*** Dataset extract

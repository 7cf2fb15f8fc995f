//! HS256 access token verification.
//!
//! Tokens are issued by the identity provider; `sub` carries the user id.
//! [`JwtVerifier::issue`] exists for local tooling and tests.

use chrono::{Duration, Utc};
use jsonwebtoken::{Algorithm, DecodingKey, EncodingKey, Header, Validation, decode, encode};
use seatledger_core::types::UserId;
use seatledger_web::AppError;
use serde::{Deserialize, Serialize};
use std::fmt;
use thiserror::Error;
use uuid::Uuid;

/// Access token claims.
#[derive(Debug, Clone, Serialize, Deserialize)]
pub struct Claims {
    /// User id
    pub sub: String,
    /// Expiry (unix seconds)
    pub exp: i64,
    /// Issued at (unix seconds)
    #[serde(default)]
    pub iat: i64,
}

/// Why a request could not be authenticated.
#[derive(Error, Debug)]
pub enum AuthError {
    /// No `Authorization` header
    #[error("Missing authorization header")]
    MissingToken,

    /// Header present but not `Bearer <token>`
    #[error("Invalid authorization format. Expected 'Bearer <token>'")]
    MalformedHeader,

    /// Signature, expiry or encoding check failed
    #[error("Invalid access token: {0}")]
    InvalidToken(#[from] jsonwebtoken::errors::Error),

    /// `sub` is not a user id
    #[error("Token subject is not a user id: {0}")]
    InvalidSubject(String),
}

impl From<AuthError> for AppError {
    fn from(err: AuthError) -> Self {
        Self::unauthorized(err.to_string())
    }
}

/// Verifies (and for tooling, issues) access tokens with a shared secret.
pub struct JwtVerifier {
    decoding: DecodingKey,
    encoding: EncodingKey,
    validation: Validation,
}

impl fmt::Debug for JwtVerifier {
    fn fmt(&self, f: &mut fmt::Formatter<'_>) -> fmt::Result {
        f.debug_struct("JwtVerifier")
            .field("algorithms", &self.validation.algorithms)
            .finish_non_exhaustive()
    }
}

impl JwtVerifier {
    /// Verifier for HS256 tokens signed with `secret`.
    #[must_use]
    pub fn new(secret: &str) -> Self {
        let mut validation = Validation::new(Algorithm::HS256);
        // Provider tokens carry an audience we do not pin
        validation.validate_aud = false;
        Self {
            decoding: DecodingKey::from_secret(secret.as_bytes()),
            encoding: EncodingKey::from_secret(secret.as_bytes()),
            validation,
        }
    }

    /// Check the token and return its user.
    ///
    /// # Errors
    ///
    /// Returns [`AuthError::InvalidToken`] for bad signatures or expired
    /// tokens and [`AuthError::InvalidSubject`] if `sub` is not a UUID.
    pub fn verify(&self, token: &str) -> Result<UserId, AuthError> {
        let data = decode::<Claims>(token, &self.decoding, &self.validation)?;
        Uuid::parse_str(&data.claims.sub)
            .map(UserId::from_uuid)
            .map_err(|_| AuthError::InvalidSubject(data.claims.sub))
    }

    /// Sign a token for `user_id` valid for `ttl`.
    ///
    /// # Errors
    ///
    /// Returns [`AuthError::InvalidToken`] if encoding fails.
    pub fn issue(&self, user_id: UserId, ttl: Duration) -> Result<String, AuthError> {
        let now = Utc::now();
        let claims = Claims {
            sub: user_id.to_string(),
            exp: (now + ttl).timestamp(),
            iat: now.timestamp(),
        };
        Ok(encode(&Header::new(Algorithm::HS256), &claims, &self.encoding)?)
    }
}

******

[Task to carry out]
Your job is to return all lines above that hold the word "unix".

[The answer]
    /// Expiry (unix seconds)
    /// Issued at (unix seconds)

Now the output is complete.